Seguidamente, el arzobispo ilustra cómo “mientras nos esforzamos colectivamente por garantizar el acceso a la energía para todos, debemos tener en cuenta el impacto resultante en el medio ambiente. La extracción, la transformación, el transporte y el consumo de combustibles fósiles y de energía sucia dañan el aire, el agua, el suelo, los ecosistemas y el clima”.


“Al igual que el acceso a la energía no está distribuido de forma uniforme, tampoco lo están los efectos negativos de la producción de energía. Su impacto desproporcionado en los pobres y en los que se encuentran en situación de vulnerabilidad, en algunas circunstancias provoca malestar social, impactos negativos en la salud, conflictos y numerosas violaciones de los derechos humanos”, afirma.

Transición energética

Siguiendo esta línea, el obispo inglés asevera que “una transición energética justa debería perseguir una producción, gestión y consumo de energía más inteligentes, eficientes y pacíficos, especialmente en aquellos ámbitos en los que es más probable que se desperdicie la energía. La producción de bienes desechables, los productos de baja calidad, los artículos de un solo uso y otras estrategias comerciales que desperdician energía a propósito son síntomas de una cultura del descarte”.

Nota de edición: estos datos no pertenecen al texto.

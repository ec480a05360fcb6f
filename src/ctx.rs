use std::cell::RefCell;
use std::collections::HashMap;
use std::rc::Rc;

use crate::interner::{Interner, Symbol};
use crate::token::TokenKind;

/// State shared by the scanner, parser and evaluator of one interpreter session.
///
/// Symbols are only comparable when they come from the same interner, so every stage of a
/// session must be handed the same `Context`.
#[derive(Debug)]
pub struct Context {
    interner: RefCell<Interner>,
    keywords: HashMap<Symbol, TokenKind>,
}

impl Context {
    /// Creates a new context.
    ///
    /// Returns a Rc because the context is shared between various data structures.
    pub fn new() -> Rc<Self> {
        let mut interner = Interner::new();
        let keywords = KEYWORDS
            .iter()
            .map(|&(name, kind)| (interner.intern(name), kind))
            .collect();

        Rc::new(Context {
            interner: RefCell::new(interner),
            keywords,
        })
    }

    /// Interns `name` if needed and returns its symbol.
    pub fn symbol(&self, name: &str) -> Symbol {
        self.interner.borrow_mut().intern(name)
    }

    /// Returns the keyword kind spelled by `sym`, if any.
    pub fn keyword(&self, sym: &Symbol) -> Option<TokenKind> {
        self.keywords.get(sym).copied()
    }
}

const KEYWORDS: [(&str, TokenKind); 16] = [
    ("and", TokenKind::And),
    ("class", TokenKind::Class),
    ("else", TokenKind::Else),
    ("false", TokenKind::False),
    ("for", TokenKind::For),
    ("fun", TokenKind::Fun),
    ("if", TokenKind::If),
    ("nil", TokenKind::Nil),
    ("or", TokenKind::Or),
    ("print", TokenKind::Print),
    ("return", TokenKind::Return),
    ("super", TokenKind::Super),
    ("this", TokenKind::This),
    ("true", TokenKind::True),
    ("var", TokenKind::Var),
    ("while", TokenKind::While),
];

“La transición a una energía accesible y limpia es un deber que tenemos con millones de nuestros hermanos y hermanas en todo el mundo, especialmente con los pobres, incluyendo a las generaciones que aún están por venir”, apunta. Y concluye citando al Papa Francisco con la “La civilización requiere energía”, pero “el uso de la energía no debe destruir la civilización”.